Le poète libyen qui prédit la dévastation de Derna
La pluie
La pluie
révèle les rues détrempées,
à l’entrepreneur tricheur,
et l’État défaillant.
lave tout,
les ailes des oiseaux
et la fourrure des chats.
Souviens-toi des pauvres
ses toits fragiles
et leurs vêtements en lambeaux.
Réveillez les vallées,
secoue ta poussière béante
et leurs croûtes sèches.
La pluie,
un signe de bonté,
une promesse d’aide,
un signal d’alarme.
Mustafa al Trabelsi, Derna (Libye)
septembre 2023
Il s’appellait Mustafa al Trabelsi et il a écrit un poème prémonitoire quelques jours avant que les inondations ne lui emportent tout, y compris sa vie. Al Trabelsi a laissé en écrivant quelques vers qui, lus maintenant, prennent une signification tragique. Plus de 11 000 personnes de sa ville natale, Derna, ont perdu la vie et 10 000 personnes sont toujours portées disparues dans une rue mutilée par les pluies torrentielles et l’effondrement de deux barrages.

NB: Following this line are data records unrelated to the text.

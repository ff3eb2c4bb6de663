//! Persistence interface for tunnel records and counters
//!
//! The durable store (SQLite in the reference deployment) lives outside this
//! crate; the engine only consumes this trait. Counter increments are
//! dispatched as detached tasks so a slow store can never back up the
//! protocol loop — failures are logged, never propagated.

use async_trait::async_trait;
use dashmap::DashMap;
use std::sync::Arc;
use tracing::warn;
use tunnerse_common::Result;

/// The four monotonic per-tunnel counters.
#[derive(Debug, Clone, Copy, PartialEq, Eq)]
pub enum Counter {
    /// Public requests served end to end.
    Requests,
    /// Successful end-to-end ping challenges.
    Healthchecks,
    /// Local-service liveness warnings.
    Warns,
    /// Failed ping challenges and other recorded errors.
    Errors,
}

impl std::fmt::Display for Counter {
    fn fmt(&self, f: &mut std::fmt::Formatter<'_>) -> std::fmt::Result {
        let name = match self {
            Self::Requests => "requests",
            Self::Healthchecks => "healthchecks",
            Self::Warns => "warns",
            Self::Errors => "errors",
        };
        f.write_str(name)
    }
}

/// One persistent tunnel row.
#[derive(Debug, Clone, PartialEq, Eq)]
pub struct TunnelRecord {
    pub id: String,
    pub port: u16,
    pub url: String,
    pub domain: String,
    pub active: bool,
    pub created_at: String,
}

impl TunnelRecord {
    /// Build an active record stamped with the current time.
    #[must_use]
    pub fn new(id: String, port: u16, url: String, domain: String) -> Self {
        Self {
            id,
            port,
            url,
            domain,
            active: true,
            created_at: chrono::Utc::now().to_rfc3339(),
        }
    }
}

/// Counter snapshot for the control plane's info query.
#[derive(Debug, Clone, Copy, Default, PartialEq, Eq)]
pub struct CounterSnapshot {
    pub requests: u64,
    pub healthchecks: u64,
    pub warns: u64,
    pub errors: u64,
}

/// Store consumed by the engine for records and counters.
#[async_trait]
pub trait TunnelStore: Send + Sync {
    /// Persist a new tunnel record with zeroed counters.
    async fn create(&self, record: TunnelRecord) -> Result<()>;

    /// Fetch a tunnel record.
    async fn record(&self, id: &str) -> Result<Option<TunnelRecord>>;

    /// Flip the active flag of a record.
    async fn set_active(&self, id: &str, active: bool) -> Result<()>;

    /// Increment one counter.
    async fn increment(&self, id: &str, counter: Counter) -> Result<()>;

    /// Read the counters of a tunnel.
    async fn counters(&self, id: &str) -> Result<Option<CounterSnapshot>>;
}

/// In-memory store for tests and embedded use.
#[derive(Debug, Default)]
pub struct MemoryTunnelStore {
    records: DashMap<String, TunnelRecord>,
    counters: DashMap<String, CounterSnapshot>,
}

impl MemoryTunnelStore {
    #[must_use]
    pub fn new() -> Self {
        Self::default()
    }
}

#[async_trait]
impl TunnelStore for MemoryTunnelStore {
    async fn create(&self, record: TunnelRecord) -> Result<()> {
        self.counters
            .insert(record.id.clone(), CounterSnapshot::default());
        self.records.insert(record.id.clone(), record);
        Ok(())
    }

    async fn record(&self, id: &str) -> Result<Option<TunnelRecord>> {
        Ok(self.records.get(id).map(|r| r.clone()))
    }

    async fn set_active(&self, id: &str, active: bool) -> Result<()> {
        if let Some(mut record) = self.records.get_mut(id) {
            record.active = active;
        }
        Ok(())
    }

    async fn increment(&self, id: &str, counter: Counter) -> Result<()> {
        let mut snapshot = self.counters.entry(id.to_string()).or_default();
        match counter {
            Counter::Requests => snapshot.requests += 1,
            Counter::Healthchecks => snapshot.healthchecks += 1,
            Counter::Warns => snapshot.warns += 1,
            Counter::Errors => snapshot.errors += 1,
        }
        Ok(())
    }

    async fn counters(&self, id: &str) -> Result<Option<CounterSnapshot>> {
        Ok(self.counters.get(id).map(|c| *c))
    }
}

/// Fire-and-forget counter dispatcher bound to one tunnel.
///
/// Ephemeral sessions get a disabled handle: every update is a no-op, so
/// quick tunnels leave no durable trace.
#[derive(Clone)]
pub struct CounterHandle {
    target: Option<(Arc<dyn TunnelStore>, String)>,
}

impl CounterHandle {
    /// Handle that persists updates for `tunnel_id`.
    #[must_use]
    pub fn new(store: Arc<dyn TunnelStore>, tunnel_id: String) -> Self {
        Self {
            target: Some((store, tunnel_id)),
        }
    }

    /// Handle that drops every update.
    #[must_use]
    pub fn disabled() -> Self {
        Self { target: None }
    }

    /// Dispatch one increment as a detached task.
    pub fn record(&self, counter: Counter) {
        let Some((store, id)) = self.target.clone() else {
            return;
        };
        tokio::spawn(async move {
            if let Err(e) = store.increment(&id, counter).await {
                warn!("failed to persist {counter} counter for tunnel {id}: {e}");
            }
        });
    }
}

impl std::fmt::Debug for CounterHandle {
    fn fmt(&self, f: &mut std::fmt::Formatter<'_>) -> std::fmt::Result {
        f.debug_struct("CounterHandle")
            .field("enabled", &self.target.is_some())
            .finish()
    }
}
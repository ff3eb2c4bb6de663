pub mod tracing;

pub use tracing::{init_minimal_logging, try_init_logging};
//! HTML content rewriting for path-prefix routing
//!
//! When a tunnel is mounted under `https://{domain}/{id}` there is no
//! subdomain to anchor root-relative links, so HTML bodies are rewritten
//! before they leave the agent. Two strategies exist; exactly one is active
//! per deployment. Applying both double-prefixes every URL, and attribute
//! rewriting is not idempotent — callers must apply it once per body.

use tunnerse_common::config::RewriteStrategy;

/// Apply the configured strategy to an HTML body.
///
/// Bodies that are not valid UTF-8 pass through unchanged.
#[must_use]
pub fn apply(strategy: RewriteStrategy, body: Vec<u8>, tunnel_id: &str) -> Vec<u8> {
    let html = match String::from_utf8(body) {
        Ok(html) => html,
        Err(err) => return err.into_bytes(),
    };
    let rewritten = match strategy {
        RewriteStrategy::BaseTag => inject_base_href(&html, tunnel_id),
        RewriteStrategy::AttributePrefix => rewrite_absolute_paths(&html, tunnel_id),
    };
    rewritten.into_bytes()
}

/// Insert `<base href="/{id}/">` immediately after the first `<head>` tag,
/// letting the browser resolve relative and root-relative references.
#[must_use]
pub fn inject_base_href(html: &str, tunnel_id: &str) -> String {
    let base_tag = format!("<base href=\"/{tunnel_id}/\">");
    html.replacen("<head>", &format!("<head>\n{base_tag}"), 1)
}

/// Prefix `href="/`, `src="/` and `action="/` attributes with the tunnel id.
#[must_use]
pub fn rewrite_absolute_paths(html: &str, tunnel_id: &str) -> String {
    let prefix = format!("/{tunnel_id}");
    html.replace("href=\"/", &format!("href=\"{prefix}/"))
        .replace("src=\"/", &format!("src=\"{prefix}/"))
        .replace("action=\"/", &format!("action=\"{prefix}/"))
}
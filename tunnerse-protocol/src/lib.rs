//! Tunnerse broker wire contract
//!
//! This crate defines the JSON envelopes exchanged with a Tunnerse broker
//! and the reserved control header layered on top of them. The broker speaks
//! plain HTTP: anything that is not a recognized control signal is an
//! ordinary proxied request.

pub mod constants;
pub mod envelope;
pub mod register;
pub mod signal;
pub mod validation;

pub use envelope::{RequestEnvelope, ResponseEnvelope};
pub use register::{CloseRequest, RegisterRequest, RegisterResponse};
pub use signal::ControlSignal;
pub use validation::{validate_tunnel_name, ValidationError};
use async_trait::async_trait;
use serde::{Deserialize, Serialize};

use crate::domain::entities::{Role, User};
use crate::domain::errors::ClientError;

// The serialization within this layer is a dependency leak, but its a pragmatic approach
// Credential exchange payload for login.
#[derive(Clone, Debug, Serialize)]
pub struct LoginRequest {
    pub email: String,
    pub password: String,
}

// Credential exchange payload for registration.
#[derive(Clone, Debug, Serialize)]
pub struct RegisterRequest {
    pub email: String,
    pub password: String,
    pub name: String,
    pub role: Role,
}

// Success body of both credential exchanges.
#[derive(Clone, Debug, Deserialize, Serialize)]
pub struct AuthGrant {
    pub token: String,
    pub user: User,
}

// The session store depends on this trait, not the concrete client implementation.
#[async_trait]
pub trait AuthApi: Send + Sync {
    async fn login(&self, req: LoginRequest) -> Result<AuthGrant, ClientError>;

    async fn register(&self, req: RegisterRequest) -> Result<AuthGrant, ClientError>;

    // Bootstrap lookup used to validate a restored token.
    async fn current_user(&self, token: &str) -> Result<User, ClientError>;
}
// Port for the durable key-value storage behind the credential store.
pub trait CredentialBackend: Send + Sync {
    fn get(&self, key: &str) -> Result<Option<String>, String>;
    fn set(&self, key: &str, value: &str) -> Result<(), String>;
    fn remove(&self, key: &str) -> Result<(), String>;
    fn clear(&self) -> Result<(), String>;
}
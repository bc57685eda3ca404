use serde::Deserialize;

// Error envelope the portal backend attaches to non-2xx responses.
#[derive(Debug, Deserialize)]
pub struct ErrorResponse {
    pub message: String,
}
use std::collections::{BTreeMap, HashMap};
use std::fs;
use std::io;
use std::path::{Path, PathBuf};
use std::sync::{Arc, Mutex, PoisonError};

use tracing::warn;

use crate::domain::ports::CredentialBackend;

// Process-local backend; nothing survives a restart.
#[derive(Clone, Default)]
pub struct MemoryBackend {
    entries: Arc<Mutex<HashMap<String, String>>>,
}

impl MemoryBackend {
    pub fn new() -> Self {
        Self::default()
    }
}

impl CredentialBackend for MemoryBackend {
    fn get(&self, key: &str) -> Result<Option<String>, String> {
        let entries = self.entries.lock().unwrap_or_else(PoisonError::into_inner);
        Ok(entries.get(key).cloned())
    }

    fn set(&self, key: &str, value: &str) -> Result<(), String> {
        let mut entries = self.entries.lock().unwrap_or_else(PoisonError::into_inner);
        entries.insert(key.to_string(), value.to_string());
        Ok(())
    }

    fn remove(&self, key: &str) -> Result<(), String> {
        let mut entries = self.entries.lock().unwrap_or_else(PoisonError::into_inner);
        entries.remove(key);
        Ok(())
    }

    fn clear(&self) -> Result<(), String> {
        let mut entries = self.entries.lock().unwrap_or_else(PoisonError::into_inner);
        entries.clear();
        Ok(())
    }
}

/// Durable backend keeping every entry in one JSON object on disk.
///
/// Each write rewrites the whole file through a sibling temp file and a
/// rename, so a crash never leaves a half-written namespace behind.
#[derive(Clone)]
pub struct FileBackend {
    path: PathBuf,
    // Serializes read-modify-write cycles within this process.
    lock: Arc<Mutex<()>>,
}

type Entries = BTreeMap<String, String>;

impl FileBackend {
    pub fn new(path: impl Into<PathBuf>) -> Self {
        Self {
            path: path.into(),
            lock: Arc::new(Mutex::new(())),
        }
    }

    pub fn path(&self) -> &Path {
        &self.path
    }

    fn read_raw(&self) -> Result<Option<String>, String> {
        match fs::read_to_string(&self.path) {
            Ok(raw) => Ok(Some(raw)),
            Err(err) if err.kind() == io::ErrorKind::NotFound => Ok(None),
            Err(err) => Err(format!("failed to read {}: {err}", self.path.display())),
        }
    }

    fn parse(&self, raw: &str) -> Result<Entries, String> {
        if raw.trim().is_empty() {
            return Ok(Entries::new());
        }
        serde_json::from_str(raw)
            .map_err(|err| format!("corrupt state file {}: {err}", self.path.display()))
    }

    fn load(&self) -> Result<Entries, String> {
        match self.read_raw()? {
            Some(raw) => self.parse(&raw),
            None => Ok(Entries::new()),
        }
    }

    // A corrupt file is replaced rather than blocking every later write.
    fn load_for_write(&self) -> Result<Entries, String> {
        let Some(raw) = self.read_raw()? else {
            return Ok(Entries::new());
        };
        Ok(self.parse(&raw).unwrap_or_else(|err| {
            warn!(error = %err, "resetting unreadable state file");
            Entries::new()
        }))
    }

    fn store(&self, entries: &Entries) -> Result<(), String> {
        if let Some(parent) = self.path.parent().filter(|dir| !dir.as_os_str().is_empty()) {
            fs::create_dir_all(parent)
                .map_err(|err| format!("failed to create {}: {err}", parent.display()))?;
        }

        let raw = serde_json::to_string_pretty(entries)
            .map_err(|err| format!("failed to encode state: {err}"))?;
        let tmp = self.path.with_extension("tmp");
        fs::write(&tmp, raw).map_err(|err| format!("failed to write {}: {err}", tmp.display()))?;
        fs::rename(&tmp, &self.path)
            .map_err(|err| format!("failed to replace {}: {err}", self.path.display()))
    }

    fn update<F>(&self, change: F) -> Result<(), String>
    where
        F: FnOnce(&mut Entries) -> bool,
    {
        let _guard = self.lock.lock().unwrap_or_else(PoisonError::into_inner);
        let mut entries = self.load_for_write()?;
        if change(&mut entries) {
            self.store(&entries)?;
        }
        Ok(())
    }
}

impl CredentialBackend for FileBackend {
    fn get(&self, key: &str) -> Result<Option<String>, String> {
        let _guard = self.lock.lock().unwrap_or_else(PoisonError::into_inner);
        Ok(self.load()?.remove(key))
    }

    fn set(&self, key: &str, value: &str) -> Result<(), String> {
        self.update(|entries| {
            entries.insert(key.to_string(), value.to_string());
            true
        })
    }

    fn remove(&self, key: &str) -> Result<(), String> {
        self.update(|entries| entries.remove(key).is_some())
    }

    fn clear(&self) -> Result<(), String> {
        let _guard = self.lock.lock().unwrap_or_else(PoisonError::into_inner);
        match fs::remove_file(&self.path) {
            Ok(()) => Ok(()),
            Err(err) if err.kind() == io::ErrorKind::NotFound => Ok(()),
            Err(err) => Err(format!("failed to remove {}: {err}", self.path.display())),
        }
    }
}
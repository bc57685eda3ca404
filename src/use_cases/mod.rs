// Use cases layer: session lifecycle, routing and persistence workflows.

pub mod classify;
pub mod credentials;
pub mod route_guard;
pub mod session_store;
pub mod validation;

#[cfg(test)]
pub(crate) mod test_support;

pub use classify::classify;
pub use credentials::{CredentialStore, StorageKey};
pub use route_guard::{
    Access, RouteDecision, RouteEntry, RouteTable, RouteWatcher, post_login_target, resolve,
};
pub use session_store::{AuthSessionStore, Listener, SessionChange, Subscription};
pub use validation::{RegistrationProfile, validate_login, validate_registration};
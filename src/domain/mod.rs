// Domain layer: session entities, error taxonomy and ports.

pub mod auth;
pub mod entities;
pub mod errors;
pub mod ports;

pub use auth::{AuthApi, AuthGrant, LoginRequest, RegisterRequest};
pub use entities::{Role, Session, SessionStatus, User};
pub use errors::{AppError, BoxError, ClientError, ErrorKind, SharedCause, UserAction};
pub use ports::CredentialBackend;
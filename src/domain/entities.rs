use serde::{Deserialize, Serialize};
use std::fmt;

// Permission class attached to every portal user.
#[derive(Clone, Copy, Debug, PartialEq, Eq, Hash, Serialize, Deserialize)]
#[serde(rename_all = "lowercase")]
pub enum Role {
    Admin,
    Teacher,
    Student,
    Parent,
}

impl Role {
    pub const ALL: [Role; 4] = [Role::Admin, Role::Teacher, Role::Student, Role::Parent];

    pub fn as_str(self) -> &'static str {
        match self {
            Role::Admin => "admin",
            Role::Teacher => "teacher",
            Role::Student => "student",
            Role::Parent => "parent",
        }
    }

    /// Landing page shown after login when no return target is remembered.
    pub fn dashboard_path(self) -> &'static str {
        match self {
            Role::Admin => "/admin",
            Role::Teacher => "/teacher",
            Role::Student => "/student",
            Role::Parent => "/parent",
        }
    }
}

impl fmt::Display for Role {
    fn fmt(&self, f: &mut fmt::Formatter<'_>) -> fmt::Result {
        f.write_str(self.as_str())
    }
}

impl std::str::FromStr for Role {
    type Err = String;

    fn from_str(value: &str) -> Result<Self, Self::Err> {
        Role::ALL
            .into_iter()
            .find(|role| role.as_str().eq_ignore_ascii_case(value.trim()))
            .ok_or_else(|| format!("unknown role: {value}"))
    }
}

// User profile issued by the backend; replaced wholesale on re-login.
#[derive(Clone, Debug, PartialEq, Eq, Serialize, Deserialize)]
pub struct User {
    pub id: String,
    pub email: String,
    pub name: String,
    pub role: Role,
}

#[derive(Clone, Copy, Debug, PartialEq, Eq)]
pub enum SessionStatus {
    Anonymous,
    Authenticating,
    Authenticated,
}

/// Current authentication state of the running client.
///
/// Fields are private so that `status == Authenticated` holds exactly when
/// both a user and a token are present.
#[derive(Clone, Debug, PartialEq, Eq)]
pub struct Session {
    user: Option<User>,
    token: Option<String>,
    status: SessionStatus,
}

impl Session {
    pub fn anonymous() -> Self {
        Self {
            user: None,
            token: None,
            status: SessionStatus::Anonymous,
        }
    }

    pub fn authenticating() -> Self {
        Self {
            user: None,
            token: None,
            status: SessionStatus::Authenticating,
        }
    }

    pub fn authenticated(user: User, token: String) -> Self {
        Self {
            user: Some(user),
            token: Some(token),
            status: SessionStatus::Authenticated,
        }
    }

    pub fn status(&self) -> SessionStatus {
        self.status
    }

    pub fn user(&self) -> Option<&User> {
        self.user.as_ref()
    }

    pub fn token(&self) -> Option<&str> {
        self.token.as_deref()
    }

    pub fn role(&self) -> Option<Role> {
        self.user.as_ref().map(|user| user.role)
    }

    pub fn is_authenticated(&self) -> bool {
        self.status == SessionStatus::Authenticated
    }

    pub fn has_role(&self, role: Role) -> bool {
        self.role() == Some(role)
    }

    pub fn has_any_role(&self, roles: &[Role]) -> bool {
        self.role().is_some_and(|role| roles.contains(&role))
    }
}

impl Default for Session {
    fn default() -> Self {
        Self::anonymous()
    }
}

« Mustafa est l’un des activistes et auteurs les plus appréciés de Derna, sa mort a été pleurée par de nombreux collègues artistes dans toute la Libye », explique-t-il à L’indépendant Khaled Mutawa, poète libyen né à Benghazi, dans l’est du pays, et installé aux États-Unis depuis son adolescence. Mutawa, qui a Federico García Lorca comme l’une de ses principales inspirations, se souvient pour ce journal de la figure d’Al Trabelsi, auteur d’un court poème qui traduit l’inquiétude croissante qui parcourait la ville quelques jours avant qu’elle ne soit dévastée par les eaux.
En véritable poète, il a pris le pouls des problèmes humains et environnementaux de sa ville.
« Il était profondément préoccupé par sa ville et, en véritable poète, il prenait le pouls des problèmes humains et environnementaux de sa ville ; C’était un visionnaire, comme le sont les vrais poètes. Il est mort en essayant d’aider les autres », explique Mutawa. L’auteur du poème devenu symbole du drame de Derna avait assisté à la réunion au cours de laquelle avait été discuté le scénario d’une éventuelle inondation de la ville. Mais les autorités n’ont pas fait grand-chose pour empêcher la catastrophe.
Al Trabelsi a continué à écrire quelques heures avant sa mort, lorsque la tempête a inondé les immeubles du centre de la ville. « Les scènes sont terrifiantes, les choses peuvent dégénérer en catastrophe, et nous sommes sous le règne d’un tyran corrompu qui n’a que des données, qui prétend être préparé et, en réalité, n’a aucun équipement, et les équipes de secours sont rares. » il a écrit. Son dernier message fut bref : « Restons ensemble jusqu’à ce que nous nous noyions. »
« Depuis l’époque de Mouammar Kadhafi, et même pendant la révolution, la Libye est en proie à de faux héros, toujours en raison de leur recours à la violence. « Mustafa est un nouveau type de héros, un citoyen et un intellectuel qui a consacré son cœur, ses journées et sa plume à la lumière, la lumière dure et froide de la vérité et la lumière chaude de l’amour et de la solidarité », conclut Mutawa.